We’re all well aware of just how important it is for businesses to protect their trademarks and intellectual property. What’s much more surprising, however, is just how much of a positive impact the industry is having on economies on a much wider scale.
According to a study titled ‘Trademarks in Latin America’ recently published by the Inter-American Association of Intellectual Property (ASIPI) and International Trademark Association (INTA), “trademark-intensive economic activities” have generated 18.5 million jobs in Latin America, equating to a 15% GDP contribution on average. The study covered Chile, Colombia, Mexico, Panama and Peru.
These findings prove that trademarking and intellectual property is incredibly important to wider economic growth, and there are several different factors at play. First of all, there’s the rapid growth of several emerging markets that rely heavily on trademarks, from craft beer and independent clothing to pharmaceutical and cosmetic products. Then, importantly, there’s the expansion of the middle class in emerging markets, who are not only filing trademarks for products of their own, but also buying more products themselves, which opens the door for new brands to be created in order to meet the growing economic opportunity.
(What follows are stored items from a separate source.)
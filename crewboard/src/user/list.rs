//! ListUsers command

use async_trait::async_trait;

use crewboard_query::Page;

use crate::context::CrewboardContext;
use crate::error::Result;
use crate::execute::Execute;
use crate::list_options;
use crate::types::User;

/// List users, optionally sorted and paged
#[derive(Debug, Default)]
pub struct ListUsers {
    /// Sort field, one of `first_name` or `last_name`
    pub sort_by: Option<String>,
    /// Sort direction, `asc` or `desc`
    pub direction: Option<String>,
    /// Page window; inactive pages return everything
    pub page: Option<Page>,
}

impl ListUsers {
    /// Create a new ListUsers command
    pub fn new() -> Self {
        Self::default()
    }

    /// Sort by the given field
    pub fn with_sort(mut self, field: impl Into<String>) -> Self {
        self.sort_by = Some(field.into());
        self
    }

    /// Set the sort direction
    pub fn with_direction(mut self, direction: impl Into<String>) -> Self {
        self.direction = Some(direction.into());
        self
    }

    /// Return one page of the result
    pub fn with_page(mut self, number: i64, size: i64) -> Self {
        self.page = Some(Page::new(number, size));
        self
    }
}

#[async_trait]
impl Execute for ListUsers {
    type Output = Vec<User>;

    async fn execute(&self, ctx: &CrewboardContext) -> Result<Vec<User>> {
        let options = list_options::sort_and_page(&self.sort_by, &self.direction, self.page)?;
        let mut uow = ctx.begin();
        Ok(uow.repo::<User>().list(&options).await?)
    }
}
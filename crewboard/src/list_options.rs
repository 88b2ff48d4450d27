//! Query options built from transport-shaped list arguments

use crewboard_query::{Direction, Page, QueryOptions, Sort};

use crate::error::Result;

/// Build query options from optional raw sort and page arguments
///
/// The direction string is validated even when no sort field accompanies
/// it, so a typo never silently falls back to ascending.
pub(crate) fn sort_and_page<T>(
    sort_by: &Option<String>,
    direction: &Option<String>,
    page: Option<Page>,
) -> Result<QueryOptions<T>> {
    let direction: Option<Direction> = match direction {
        Some(raw) => Some(raw.parse()?),
        None => None,
    };

    let mut options = QueryOptions::new();
    if let Some(field) = sort_by {
        let mut sort = Sort::asc(field.clone());
        if let Some(direction) = direction {
            sort.direction = direction;
        }
        options = options.with_sort(sort);
    }
    if let Some(page) = page {
        options = options.with_page(page.number, page.size);
    }
    Ok(options)
}

#[cfg(test)]
mod tests {
    use super::*;
    use crate::error::{CrewboardError, ErrorKind};

    #[test]
    fn test_no_arguments_build_empty_options() {
        let options = sort_and_page::<()>(&None, &None, None).unwrap();
        assert!(options.sort.is_none());
        assert!(options.page.is_none());
    }

    #[test]
    fn test_direction_applies_to_sort() {
        let options =
            sort_and_page::<()>(&Some("name".into()), &Some("DESC".into()), None).unwrap();
        assert_eq!(options.sort, Some(Sort::desc("name")));
    }

    #[test]
    fn test_bad_direction_is_rejected_without_sort() {
        let err = sort_and_page::<()>(&None, &Some("sideways".into()), None).unwrap_err();
        assert!(matches!(err, CrewboardError::Query(_)));
        assert_eq!(err.kind(), ErrorKind::Validation);
    }
}
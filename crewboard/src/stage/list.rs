//! ListStages command

use async_trait::async_trait;

use crewboard_query::{QueryOptions, Sort};

use crate::context::CrewboardContext;
use crate::error::Result;
use crate::execute::Execute;
use crate::types::Stage;

/// List every stage definition, sorted by name
///
/// Definitions are shared across boards; this is the catalog `AddStage`
/// matches names against.
#[derive(Debug, Default)]
pub struct ListStages;

impl ListStages {
    /// Create a new ListStages command
    pub fn new() -> Self {
        Self
    }
}

#[async_trait]
impl Execute for ListStages {
    type Output = Vec<Stage>;

    async fn execute(&self, ctx: &CrewboardContext) -> Result<Vec<Stage>> {
        let mut uow = ctx.begin();
        Ok(uow
            .repo::<Stage>()
            .list(&QueryOptions::new().with_sort(Sort::asc("name")))
            .await?)
    }
}
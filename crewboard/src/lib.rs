//! Kanban style project tracking over a single JSON document store
//!
//! Crewboard models projects that are delegated to groups through an
//! approval workflow. Each project carries one board whose ordered
//! stages are owned by groups, and tickets on the board keep an
//! append-only history of every field change.
//!
//! All behavior lives in command structs that implement [`Execute`].
//! A command validates against current rows and stages its writes, then
//! commits everything as one unit of work; a failed command leaves no
//! partial state behind.
//!
//! ## Quick start
//!
//! ```rust,no_run
//! use crewboard::project::AddProject;
//! use crewboard::types::UserId;
//! use crewboard::{CrewboardContext, Execute, Session};
//!
//! # #[tokio::main]
//! # async fn main() -> Result<(), Box<dyn std::error::Error>> {
//! let session = Session::new(UserId::new());
//! let ctx = CrewboardContext::open("crewboard.json", session).await?;
//!
//! let project = AddProject::new("Atlas")
//!     .with_description("Track the Atlas rollout")
//!     .execute(&ctx)
//!     .await?;
//! println!("created project {}", project.id);
//! # Ok(())
//! # }
//! ```

mod context;
mod error;
mod execute;
mod list_options;
mod schema;

pub mod approval;
pub mod board;
pub mod group;
pub mod project;
pub mod stage;
pub mod ticket;
pub mod types;
pub mod user;

pub use context::{CrewboardContext, Session};
pub use error::{CrewboardError, ErrorKind, Result};
pub use execute::Execute;
pub use schema::Tables;

#[cfg(test)]
pub(crate) mod test_support;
The report might only cover a small segment of the world, but the findings hint at a healthy global contribution. Speaking to World IP Review about the report, Etienne Sanz de Acedo, CEO of INTA, said: “Similar studies conducted in the EU and the US demonstrate the economic potential of intellectual property and how effective and efficient systems for registering and strengthening trademarks can contribute significantly to economic activity, employment and commerce.”
This potential that Sanz de Acedo speaks of can already be observed in a lot of markets, but particularly so in China. For years it’s been seen as a hub for fake and counterfeit goods, but now it’s trying to turn its reputation around by placing an increased focus on trademarks. In 2014 the country’s trademark growth rate jumped 71% year-on-year, with 1.7 million registered in total. Not only this, but it’s also handing out more severe penalties to companies found to be violating trademarks.
The ‘Trademarks in Latin America’ report really puts into perspective the role that trademarking plays in strengthening our economies, and hints at the future influence that trademarking might have on the wider world. As multinational brands stretch to reach further to uncharted corners of the globe and emerging markets for a whole new dimension of profitability.